I read over and over all the subchapters I had not well assimilated and practised the mock exams again and again until I scored above 90%. In total, I have spent around 150 hours to prepare for this exam.
That was sufficient this time around.
It was an interesting experience and I feel relieved my efforts bore fruit. I am not getting complacent though. I know I have only completed the easiest unit of a relatively “beginner-friendly” certification.
I have learnt plenty of things, some of which will, I hope, be useful in my work.
It also answered some questions I had been asking myself for a while. For example, I did not know much about the UK regulatory bodies beyond the FCA.
I guess I also now have a vague idea of what advising clients on investment requires and how to structure their portfolio (I am not saying I would know how to do it, I just roughly know how those things work).
The most immediate benefit I gained from this unit is a solid overview of the UK tax system. With the upcoming Autumn Statement, I hope to be able to make good use of what I have just learnt.
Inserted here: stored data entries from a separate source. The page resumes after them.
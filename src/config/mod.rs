#[cfg(feature = "cli")]
pub mod cli;
pub mod request;
pub mod toml_config;

#[cfg(feature = "cli")]
pub use cli::{CliConfig, Command};
pub use request::{QuoteRequestFile, RequestedItem};
pub use toml_config::{SinkKind, TomlConfig};
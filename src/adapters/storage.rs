use crate::domain::model::QuoteRequest;
use crate::domain::ports::{QuoteSink, Storage};
use crate::utils::error::Result;
use async_trait::async_trait;
use std::path::Path;

#[derive(Debug, Clone)]
pub struct LocalStorage {
    base_path: String,
}

impl LocalStorage {
    pub fn new(base_path: String) -> Self {
        Self { base_path }
    }

    pub fn base_path(&self) -> &str {
        &self.base_path
    }
}

impl Storage for LocalStorage {
    async fn read_file(&self, path: &str) -> Result<Vec<u8>> {
        let full_path = Path::new(&self.base_path).join(path);
        let data = tokio::fs::read(full_path).await?;
        Ok(data)
    }

    async fn write_file(&self, path: &str, data: &[u8]) -> Result<()> {
        let full_path = Path::new(&self.base_path).join(path);

        if let Some(parent) = full_path.parent() {
            tokio::fs::create_dir_all(parent).await?;
        }

        tokio::fs::write(full_path, data).await?;
        Ok(())
    }
}

/// 把報價請求寫成 JSON 檔
pub struct FileQuoteSink<S: Storage> {
    storage: S,
    output_path: String,
}

impl<S: Storage> FileQuoteSink<S> {
    pub fn new(storage: S, output_path: String) -> Self {
        Self {
            storage,
            output_path,
        }
    }

    pub fn file_name(request: &QuoteRequest) -> String {
        let suffix = uuid::Uuid::new_v4().simple().to_string();
        format!(
            "quote-{}-{}.json",
            request.submitted_at.format("%Y%m%dT%H%M%S%3fZ"),
            &suffix[..8]
        )
    }
}

#[async_trait]
impl<S: Storage> QuoteSink for FileQuoteSink<S> {
    async fn submit(&self, request: &QuoteRequest) -> Result<String> {
        let file_name = Self::file_name(request);
        let json_data = serde_json::to_string_pretty(request)?;

        tracing::debug!("Writing quote ({} bytes) to storage", json_data.len());
        self.storage
            .write_file(&file_name, json_data.as_bytes())
            .await?;

        Ok(format!("{}/{}", self.output_path, file_name))
    }
}
use httpmock::prelude::*;
use quote_cart::app::{run_quote, BatchOutcome};
use quote_cart::domain::model::QuoteRequest;
use quote_cart::{FileQuoteSink, LocalStorage, QuoteError, QuoteRequestFile, RestBackend, Storefront};
use tempfile::TempDir;

fn mock_catalog(server: &MockServer) -> httpmock::Mock<'_> {
    server.mock(|when, then| {
        when.method(GET).path("/rest/v1/services");
        then.status(200).json_body(serde_json::json!([
            {"id": "svc-film", "name": "Brand Film", "category": "creative"},
            {"id": "svc-ads", "name": "Paid Social", "category": "marketing"},
            {"id": "svc-bot", "name": "Lead Qualifier Bot", "category": "ai_automation"}
        ]));
    })
}

fn request_file(items: &str) -> QuoteRequestFile {
    let content = format!(
        r#"
[contact]
name = "Jo Rivera"
email = "jo@studio.io"
company = "Rivera Studio"

{}
"#,
        items
    );
    QuoteRequestFile::from_toml_str(&content).unwrap()
}

#[tokio::test]
async fn test_batch_quote_written_to_file() {
    let temp_dir = TempDir::new().unwrap();
    let output_path = temp_dir.path().to_str().unwrap().to_string();

    let server = MockServer::start();
    let catalog_mock = mock_catalog(&server);

    let storefront = Storefront::new(RestBackend::new(&server.base_url(), None, 5).unwrap());
    let sink = FileQuoteSink::new(LocalStorage::new(output_path.clone()), output_path.clone());

    let request = request_file(
        r#"
[[items]]
service_id = "svc-ads"
notes = "Q3 launch"

[[items]]
service_id = "svc-film"

[[items]]
service_id = "svc-ads"
notes = "duplicate, ignored"

[[items]]
service_id = "svc-unknown"
"#,
    );

    let outcome = run_quote(&storefront, &sink, request, false).await.unwrap();
    catalog_mock.assert();

    let BatchOutcome::Submitted(reference) = outcome else {
        panic!("expected a submitted quote");
    };
    assert!(reference.starts_with(&output_path));

    let saved = std::fs::read_to_string(&reference).unwrap();
    let quote: QuoteRequest = serde_json::from_str(&saved).unwrap();

    let ids: Vec<&str> = quote.items.iter().map(|l| l.service_id.as_str()).collect();
    assert_eq!(ids, vec!["svc-ads", "svc-film"]);
    assert_eq!(quote.items[0].notes, "Q3 launch");
    assert_eq!(quote.items[1].notes, "");
    assert_eq!(quote.contact.company.as_deref(), Some("Rivera Studio"));
}

#[tokio::test]
async fn test_dry_run_does_not_submit() {
    let temp_dir = TempDir::new().unwrap();
    let output_path = temp_dir.path().to_str().unwrap().to_string();

    let server = MockServer::start();
    mock_catalog(&server);

    let storefront = Storefront::new(RestBackend::new(&server.base_url(), None, 5).unwrap());
    let sink = FileQuoteSink::new(LocalStorage::new(output_path.clone()), output_path);

    let request = request_file(
        r#"
[[items]]
service_id = "svc-bot"
"#,
    );

    let outcome = run_quote(&storefront, &sink, request, true).await.unwrap();
    match outcome {
        BatchOutcome::DryRun(quote) => assert_eq!(quote.items[0].category, "ai_automation"),
        other => panic!("unexpected outcome: {:?}", other),
    }

    assert_eq!(std::fs::read_dir(temp_dir.path()).unwrap().count(), 0);
}

#[tokio::test]
async fn test_unavailable_catalog_means_no_quote() {
    let temp_dir = TempDir::new().unwrap();
    let output_path = temp_dir.path().to_str().unwrap().to_string();

    let server = MockServer::start();
    server.mock(|when, then| {
        when.method(GET).path("/rest/v1/services");
        then.status(500);
    });

    let storefront = Storefront::new(RestBackend::new(&server.base_url(), None, 5).unwrap());
    let sink = FileQuoteSink::new(LocalStorage::new(output_path.clone()), output_path);

    let request = request_file(
        r#"
[[items]]
service_id = "svc-film"
"#,
    );

    let err = run_quote(&storefront, &sink, request, false).await.unwrap_err();
    assert!(matches!(err, QuoteError::CheckoutError { .. }));
}

#[tokio::test]
async fn test_quote_posted_to_backend() {
    let server = MockServer::start();
    mock_catalog(&server);
    let insert_mock = server.mock(|when, then| {
        when.method(POST)
            .path("/rest/v1/quote_requests")
            .body_contains("svc-film");
        then.status(201);
    });

    let backend = RestBackend::new(&server.base_url(), Some("anon".to_string()), 5).unwrap();
    let storefront = Storefront::new(backend.clone());

    let request = request_file(
        r#"
[[items]]
service_id = "svc-film"
notes = "two cuts"
"#,
    );

    let outcome = run_quote(&storefront, &backend, request, false).await.unwrap();
    insert_mock.assert();
    assert!(matches!(outcome, BatchOutcome::Submitted(_)));
}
However, I do wonder what I will remember of it in say six month’s time. This is especially true of the contents that had no relevance or link to what I do in my everyday (all the things related to investment exchanges for example).
But I suppose, even pros do not retain everything they have learnt while studying for their certifications.
As I have not had any free evenings over the past few months, I will deliver myself a break until December. Although I must say, it already feels strange not having to study after work. It just does not feel normal.
I look forward to start learning for unit 2. From the few I could see, it will be much more mathematical than unit 1. I hope time has not eroded my numeracy skills too much (I used to be an accountant a while ago).
Hopefully, this Weekend Essay will have a part II in a couple of months.